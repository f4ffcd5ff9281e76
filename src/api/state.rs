//! Phase transitions for the two independent workflows of the form.
//!
//! Each phase type exposes a pure `on(signal)` function; an unexpected
//! signal for the current phase yields `None` and the caller keeps its
//! phase.

use std::cell::Cell;
use std::fmt::Debug;

use log::warn;

/// Submission workflow.
#[derive(Debug, Clone, Copy, Default, PartialEq, Eq)]
pub enum SubmitPhase {
    #[default]
    Idle,
    Validating,
    Invalid,
    Valid,
    Submitting,
    Accepted,
    Rejected,
}

#[derive(Debug, Clone, Copy, PartialEq, Eq)]
pub enum SubmitSignal {
    Submit,
    ValidationFailed,
    ValidationPassed,
    RequestSent,
    Accepted,
    Rejected,
    /// Terminal phases hand control back to `Idle`.
    Settled,
}

impl SubmitPhase {
    pub fn on(self, signal: SubmitSignal) -> Option<SubmitPhase> {
        use SubmitPhase as P;
        use SubmitSignal as S;

        match (self, signal) {
            (P::Idle, S::Submit) => Some(P::Validating),
            (P::Validating, S::ValidationFailed) => Some(P::Invalid),
            (P::Validating, S::ValidationPassed) => Some(P::Valid),
            (P::Valid, S::RequestSent) => Some(P::Submitting),
            (P::Submitting, S::Accepted) => Some(P::Accepted),
            (P::Submitting, S::Rejected) => Some(P::Rejected),
            (P::Invalid | P::Accepted | P::Rejected, S::Settled) => Some(P::Idle),
            _ => None,
        }
    }

    pub fn is_idle(self) -> bool {
        self == SubmitPhase::Idle
    }
}

/// Postal code lookup workflow.
#[derive(Debug, Clone, Copy, Default, PartialEq, Eq)]
pub enum LookupPhase {
    #[default]
    Idle,
    LookingUp,
    Found,
    NotFound,
    TransportError,
}

#[derive(Debug, Clone, Copy, PartialEq, Eq)]
pub enum LookupSignal {
    Start,
    Found,
    NotFound,
    TransportError,
    Settled,
}

impl LookupPhase {
    pub fn on(self, signal: LookupSignal) -> Option<LookupPhase> {
        use LookupPhase as P;
        use LookupSignal as S;

        match (self, signal) {
            (P::Idle, S::Start) => Some(P::LookingUp),
            (P::LookingUp, S::Found) => Some(P::Found),
            (P::LookingUp, S::NotFound) => Some(P::NotFound),
            (P::LookingUp, S::TransportError) => Some(P::TransportError),
            (P::Found | P::NotFound | P::TransportError, S::Settled) => Some(P::Idle),
            _ => None,
        }
    }

    pub fn is_idle(self) -> bool {
        self == LookupPhase::Idle
    }
}

/// Puts a workflow back to its idle phase when dropped. Handlers hold one
/// for as long as they run, so a handler future dropped mid-request still
/// leaves the form ready for another attempt.
pub(crate) struct PhaseReset<'a, P>
where
    P: Copy + Default + PartialEq + Debug,
{
    phase: &'a Cell<P>,
}

impl<'a, P> PhaseReset<'a, P>
where
    P: Copy + Default + PartialEq + Debug,
{
    pub(crate) fn new(phase: &'a Cell<P>) -> Self {
        Self { phase }
    }
}

impl<P> Drop for PhaseReset<'_, P>
where
    P: Copy + Default + PartialEq + Debug,
{
    fn drop(&mut self) {
        let current = self.phase.get();
        if current != P::default() {
            warn!("Workflow abandoned in phase {:?}", current);
            self.phase.set(P::default());
        }
    }
}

**What you have to do:** Return, word for word, the lines of the data above from the line with "pub fn on(self, signal: SubmitSignal)" through the line with "dropped mid-request still", inclusive.

**Worked solution:**
    pub fn on(self, signal: SubmitSignal) -> Option<SubmitPhase> {
        use SubmitPhase as P;
        use SubmitSignal as S;

        match (self, signal) {
            (P::Idle, S::Submit) => Some(P::Validating),
            (P::Validating, S::ValidationFailed) => Some(P::Invalid),
            (P::Validating, S::ValidationPassed) => Some(P::Valid),
            (P::Valid, S::RequestSent) => Some(P::Submitting),
            (P::Submitting, S::Accepted) => Some(P::Accepted),
            (P::Submitting, S::Rejected) => Some(P::Rejected),
            (P::Invalid | P::Accepted | P::Rejected, S::Settled) => Some(P::Idle),
            _ => None,
        }
    }

    pub fn is_idle(self) -> bool {
        self == SubmitPhase::Idle
    }
}

/// Postal code lookup workflow.
#[derive(Debug, Clone, Copy, Default, PartialEq, Eq)]
pub enum LookupPhase {
    #[default]
    Idle,
    LookingUp,
    Found,
    NotFound,
    TransportError,
}

#[derive(Debug, Clone, Copy, PartialEq, Eq)]
pub enum LookupSignal {
    Start,
    Found,
    NotFound,
    TransportError,
    Settled,
}

impl LookupPhase {
    pub fn on(self, signal: LookupSignal) -> Option<LookupPhase> {
        use LookupPhase as P;
        use LookupSignal as S;

        match (self, signal) {
            (P::Idle, S::Start) => Some(P::LookingUp),
            (P::LookingUp, S::Found) => Some(P::Found),
            (P::LookingUp, S::NotFound) => Some(P::NotFound),
            (P::LookingUp, S::TransportError) => Some(P::TransportError),
            (P::Found | P::NotFound | P::TransportError, S::Settled) => Some(P::Idle),
            _ => None,
        }
    }

    pub fn is_idle(self) -> bool {
        self == LookupPhase::Idle
    }
}

/// Puts a workflow back to its idle phase when dropped. Handlers hold one
/// for as long as they run, so a handler future dropped mid-request still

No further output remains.